Simulation-free Schrödinger bridges via score and flow matching

Alexander Tong,Nikolay Malkin,Kilian Fatras,Lazar Atanackovic,Yanlei Zhang,Guillaume Huguet,Guy Wolf,Yoshua Bengio
2024-03-11
Abstract:We present simulation-free score and flow matching ([SF]$^2$M), a simulation-free objective for inferring stochastic dynamics given unpaired samples drawn from arbitrary source and target distributions. Our method generalizes both the score-matching loss used in the training of diffusion models and the recently proposed flow matching loss used in the training of continuous normalizing flows. [SF]$^2$M interprets continuous-time stochastic generative modeling as a Schrödinger bridge problem. It relies on static entropy-regularized optimal transport, or a minibatch approximation, to efficiently learn the SB without simulating the learned stochastic process. We find that [SF]$^2$M is more efficient and gives more accurate solutions to the SB problem than simulation-based methods from prior work. Finally, we apply [SF]$^2$M to the problem of learning cell dynamics from snapshot data. Notably, [SF]$^2$M is the first method to accurately model cell dynamics in high dimensions and can recover known gene regulatory networks from simulated data. Our code is available in the TorchCFM package at <a class="link-external link-https" href="https://github.com/atong01/conditional-flow-matching" rel="external noopener nofollow">this https URL</a>.
Machine Learning
What problem does this paper attempt to address?

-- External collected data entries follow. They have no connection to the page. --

use std::error::Error as StdError;
use std::fmt;
use std::io;
use std::path::PathBuf;

#[derive(Clone, Copy, Debug, Eq, PartialEq)]
pub enum ErrorKind {
    Internal,
    Usage,
    Io,
    ModuleNotLoaded,
    LoadAttemptFailed,
    DeviceTimeout,
    Os,
    PermissionDenied,
    NotFound,
    ExecFormatRetryFailed,
    ArgumentListTooLong,
    OutOfMemory,
}

#[derive(Debug)]
pub struct Error {
    kind: ErrorKind,
    message: Option<String>,
    hint: Option<String>,
    path: Option<PathBuf>,
    errno: Option<i32>,
    source: Option<Box<dyn StdError + Send + Sync>>,
}

impl Error {
    pub fn new(kind: ErrorKind) -> Self {
        Self {
            kind,
            message: None,
            hint: None,
            path: None,
            errno: None,
            source: None,
        }
    }

    /// Classify a raw OS error code the way the executor reports it.
    pub fn from_errno(errno: i32) -> Self {
        let kind = match errno {
            libc::ENOENT => ErrorKind::NotFound,
            libc::EACCES => ErrorKind::PermissionDenied,
            libc::E2BIG => ErrorKind::ArgumentListTooLong,
            libc::ENOMEM => ErrorKind::OutOfMemory,
            _ => ErrorKind::Os,
        };
        Self::new(kind).with_errno(errno)
    }

    pub fn kind(&self) -> ErrorKind {
        self.kind
    }

    pub fn message(&self) -> Option<&str> {
        self.message.as_deref()
    }

    pub fn hint(&self) -> Option<&str> {
        self.hint.as_deref()
    }

    pub fn path(&self) -> Option<&std::path::Path> {
        self.path.as_deref()
    }

    /// POSIX-equivalent error code for this failure.
    pub fn errno(&self) -> Option<i32> {
        if self.errno.is_some() {
            return self.errno;
        }
        match self.kind {
            ErrorKind::ModuleNotLoaded => Some(libc::ENXIO),
            ErrorKind::LoadAttemptFailed => Some(libc::ENOEXEC),
            ErrorKind::DeviceTimeout | ErrorKind::NotFound => Some(libc::ENOENT),
            ErrorKind::PermissionDenied => Some(libc::EACCES),
            ErrorKind::ArgumentListTooLong => Some(libc::E2BIG),
            ErrorKind::OutOfMemory => Some(libc::ENOMEM),
            _ => None,
        }
    }

    pub fn with_message(mut self, message: impl Into<String>) -> Self {
        self.message = Some(message.into());
        self
    }

    pub fn with_hint(mut self, hint: impl Into<String>) -> Self {
        self.hint = Some(hint.into());
        self
    }

    pub fn with_path(mut self, path: impl Into<PathBuf>) -> Self {
        self.path = Some(path.into());
        self
    }

    pub fn with_errno(mut self, errno: i32) -> Self {
        self.errno = Some(errno);
        self
    }

    pub fn with_source(mut self, source: impl StdError + Send + Sync + 'static) -> Self {
        self.source = Some(Box::new(source));
        self
    }
}

impl fmt::Display for Error {
    fn fmt(&self, f: &mut fmt::Formatter<'_>) -> fmt::Result {
        write!(f, "{:?}", self.kind)?;
        if let Some(message) = &self.message {
            write!(f, ": {message}")?;
        }
        if let Some(path) = &self.path {
            write!(f, " (path: {})", path.display())?;
        }
        if let Some(errno) = self.errno {
            write!(f, " ({})", io::Error::from_raw_os_error(errno))?;
        }
        Ok(())
    }
}

impl StdError for Error {
    fn source(&self) -> Option<&(dyn StdError + 'static)> {
        self.source
            .as_ref()
            .map(|source| source.as_ref() as &(dyn StdError + 'static))
    }
}

pub fn to_exit_code(kind: ErrorKind) -> i32 {
    match kind {
        ErrorKind::Internal => 1,
        ErrorKind::Usage => 2,
        ErrorKind::Io => 3,
        ErrorKind::ModuleNotLoaded => 4,
        ErrorKind::LoadAttemptFailed => 5,
        ErrorKind::DeviceTimeout => 6,
        ErrorKind::Os => 7,
        ErrorKind::PermissionDenied => 8,
        ErrorKind::NotFound => 9,
        ErrorKind::ExecFormatRetryFailed => 10,
        ErrorKind::ArgumentListTooLong => 11,
        ErrorKind::OutOfMemory => 12,
    }
}

/// Exit status a shell would report when it cannot run a command.
pub fn shell_exit_code(err: &Error) -> i32 {
    match err.errno() {
        Some(libc::ENOENT) => 127,
        _ => 126,
    }
}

### Problems Addressed by the Paper This paper aims to address the simulation-free problem in continuous-time stochastic generative modeling. Specifically, the authors propose a novel method—**Simulation-Free Score and Flow Matching ([SF]²M)**—to infer the stochastic dynamics between samples from any given source distribution and target distribution. #### Main Contributions: 1. **Proposing [SF]²M**: This is the first simulation-free objective function for the Schrödinger bridge problem, and its correctness is proven. 2. **Efficient Empirical and Mini-batch Approximations**: The study explores efficient empirical and mini-batch approximation methods for the entropic optimal transport (OT) plan used in [SF]²M. 3. **Validation of Method Effectiveness**: The proposed method is validated through synthetic distributions and several single-cell dynamics problems. #### Method Overview: - **[SF]²M Algorithm**: Utilizes static entropic optimal transport or mini-batch approximations to efficiently learn the Schrödinger bridge without simulating the learned stochastic process. - **Single-Cell Dynamics Modeling**: [SF]²M is the first to accurately model single-cell dynamics in high dimensions and recover known gene regulatory networks from simulated data. - **Dynamic Gene Regulatory Network Modeling**: Learns gene regulatory networks directly from gene expression data by analyzing the sparse patterns of neural networks. Through these methods, [SF]²M not only improves the efficiency of modeling single-cell data but also reveals the complex dynamical mechanisms of biological systems.